The Legacy of the 1970 recording
The Flying Burrito Brothers Wild Horses isn't just a cover. It’s a blueprint. Every "Alt-Country" band from Uncle Tupelo to Ryan Adams to Sturgill Simpson owes a debt to this specific recording. It proved that you could take a rock sensibility and apply it to a country structure without it becoming a joke or a parody.
Gram Parsons died three years after this album came out.

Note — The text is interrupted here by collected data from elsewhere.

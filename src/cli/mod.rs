pub mod commands;
pub mod utils;

use clap::{Parser, Subcommand};
use serde::{Deserialize, Serialize};

#[derive(Parser)]
#[command(name = "tag-service")]
#[command(about = "Tag service - tenant-isolated HTTP API")]
#[command(version)]
pub struct Cli {
    #[arg(long, global = true, help = "Output in JSON format")]
    pub json: bool,

    #[command(subcommand)]
    pub command: Commands,
}

#[derive(Subcommand)]
pub enum Commands {
    #[command(about = "Run the HTTP server")]
    Serve {
        #[arg(long, help = "Port to listen on (defaults to the configured API port)")]
        port: Option<u16>,
    },

    #[command(about = "Apply the database schema")]
    Migrate,

    #[command(about = "Organization (tenant) management")]
    Tenant {
        #[command(subcommand)]
        cmd: commands::tenant::TenantCommands,
    },
}

#[derive(Debug, Clone, Serialize, Deserialize)]
pub enum OutputFormat {
    Text,
    Json,
}

impl OutputFormat {
    pub fn from_cli(cli: &Cli) -> Self {
        if cli.json {
            OutputFormat::Json
        } else {
            OutputFormat::Text
        }
    }
}

pub async fn run(cli: Cli) -> anyhow::Result<()> {
    let output_format = OutputFormat::from_cli(&cli);

    match cli.command {
        Commands::Serve { port } => commands::serve::handle(port).await,
        Commands::Migrate => commands::migrate::handle(output_format).await,
        Commands::Tenant { cmd } => commands::tenant::handle(cmd, output_format).await,
    }
}
// handlers/organizations.rs - Organization (tenant) endpoints
//
// POST /api/v1/organizations          exempt; creates a tenant
// GET  /api/v1/organizations/current  reads the caller's tenant through its bound session

use axum::{extract::State, Extension, Json};

use crate::database::models::{NewOrganization, Organization};
use crate::database::PgSession;
use crate::error::ApiError;
use crate::middleware::{ApiResponse, ApiResult, ResolvedTenant, TenantSession};
use crate::services::TenantService;

/**
 * POST /api/v1/organizations
 *
 * ```json
 * {
 *   "name": "acme",
 *   "display_name": "Acme Corp",
 *   "domain": "acme.example.com",
 *   "type": "standard",
 *   "settings": { "constraints": [], "features": [] }
 * }
 * ```
 *
 * Returns 201 with the stored record; its `external_id` is the value callers
 * send in the tenant header afterwards.
 */
pub async fn create_organization(
    State(tenants): State<TenantService>,
    Json(body): Json<NewOrganization>,
) -> ApiResult<Organization> {
    let organization = tenants.create_tenant(body).await?;
    Ok(ApiResponse::created(organization))
}

pub async fn current_organization(
    Extension(tenant): Extension<ResolvedTenant>,
    Extension(session): Extension<TenantSession<PgSession>>,
) -> ApiResult<Organization> {
    let mut slot = session.lock().await;
    let conn = slot
        .as_mut()
        .and_then(PgSession::connection)
        .ok_or_else(|| ApiError::service_unavailable("Storage session is not available"))?;

    let organization = sqlx::query_as::<_, Organization>(
        "SELECT id, external_id, name, display_name, domain, type, settings,
                request_id, created_at, updated_at, deleted_at
         FROM organizations
         WHERE id = $1 AND deleted_at IS NULL",
    )
    .bind(tenant.key)
    .fetch_optional(conn)
    .await
    .map_err(crate::database::DatabaseError::from)?
    .ok_or_else(|| ApiError::not_found("Organization not found"))?;

    Ok(ApiResponse::success(organization))
}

He was 26. The tragedy of his death—the overdose at the Joshua Tree Inn and the subsequent theft of his body—often overshadows the work. But the music is what matters.
When you hear those opening chords on the Burritos' version, you aren't just hearing a song. You’re hearing the birth of a genre. You’re hearing a guy who knew he didn't have much time left, pouring everything into a song that someone else wrote, but that he understood better than anyone.
Honestly, the Stones version is great for a road trip. But the Burritos' version is for when you're sitting alone in the dark. It's the "real" version, even if the copyright says otherwise.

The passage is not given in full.